(Records drawn from a dataset)
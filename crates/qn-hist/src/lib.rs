//! # qn-hist
//!
//! Event-class binned online statistics for Q-vector calibration.
//!
//! Every accumulator keeps, per addressable bin, a sum, a sum of squares and
//! an entry count. Reported contents and errors are only defined once a bin
//! has reached its validation threshold (default 2 entries); below it they
//! read as zero.
//!
//! Shapes:
//! - [`Profile`]: one value per event-class cell
//! - [`ChannelizedProfile`]: one value per cell and detector channel
//! - [`ChannelizedIngress`]: read-only channelized input with channel-group view
//! - [`ComponentsProfile`]: X/Y per cell and harmonic
//! - [`CorrelationProfile`]: XX/XY/YX/YY per cell and harmonic
//!
//! All of them persist through the same serde-able [`AccumulatorStorage`],
//! collected by name in an [`AccumulatorList`].

#![warn(missing_docs)]
#![warn(clippy::all)]

mod binned;
pub mod components;
pub mod ingress;
pub mod profile;
pub mod storage;

pub use components::{ComponentsProfile, CorrelationProfile};
pub use ingress::{ChannelGroups, ChannelizedIngress};
pub use profile::{ChannelMap, ChannelizedProfile, Profile};
pub use storage::{
    AccumulatorList, AccumulatorStorage, Component, ErrorMode, SlotScheme, StorageLayout,
};
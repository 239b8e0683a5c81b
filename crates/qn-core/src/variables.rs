//! Per-event variable container.

use crate::{Error, Result};

/// Dense array of per-event values indexed by a stable external variable id.
///
/// The driver refreshes the bank once per event before any cut, binning or
/// fill call reads it. [`VariableBank::reset`] fills it with NaN so a variable
/// that was not refreshed never lands in a bin or passes a cut.
#[derive(Debug, Clone)]
pub struct VariableBank {
    values: Vec<f64>,
}

impl VariableBank {
    /// Create a bank holding `size` variables, all unset.
    pub fn new(size: usize) -> Self {
        Self { values: vec![f64::NAN; size] }
    }

    /// Number of variable slots.
    pub fn len(&self) -> usize {
        self.values.len()
    }

    /// Whether the bank has no slots.
    pub fn is_empty(&self) -> bool {
        self.values.is_empty()
    }

    /// Set variable `id`.
    pub fn set(&mut self, id: usize, value: f64) -> Result<()> {
        let n = self.values.len();
        let slot = self.values.get_mut(id).ok_or_else(|| {
            Error::Validation(format!("variable id {id} outside the bank (size {n})"))
        })?;
        *slot = value;
        Ok(())
    }

    /// Read variable `id`.
    pub fn get(&self, id: usize) -> Result<f64> {
        self.values.get(id).copied().ok_or_else(|| {
            Error::Validation(format!(
                "variable id {id} outside the bank (size {})",
                self.values.len()
            ))
        })
    }

    /// All values, indexed by variable id.
    pub fn values(&self) -> &[f64] {
        &self.values
    }

    /// Mark every variable as unset.
    pub fn reset(&mut self) {
        self.values.fill(f64::NAN);
    }
}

Task details. Transcribe each line of the data above, unaltered, from the one where "so a variable" appears to the one where "let slot = self.values.get_mut(id).ok_or_else(||" appears, inclusive of both.

Written solution.
/// fill call reads it. [`VariableBank::reset`] fills it with NaN so a variable
/// that was not refreshed never lands in a bin or passes a cut.
#[derive(Debug, Clone)]
pub struct VariableBank {
    values: Vec<f64>,
}

impl VariableBank {
    /// Create a bank holding `size` variables, all unset.
    pub fn new(size: usize) -> Self {
        Self { values: vec![f64::NAN; size] }
    }

    /// Number of variable slots.
    pub fn len(&self) -> usize {
        self.values.len()
    }

    /// Whether the bank has no slots.
    pub fn is_empty(&self) -> bool {
        self.values.is_empty()
    }

    /// Set variable `id`.
    pub fn set(&mut self, id: usize, value: f64) -> Result<()> {
        let n = self.values.len();
        let slot = self.values.get_mut(id).ok_or_else(|| {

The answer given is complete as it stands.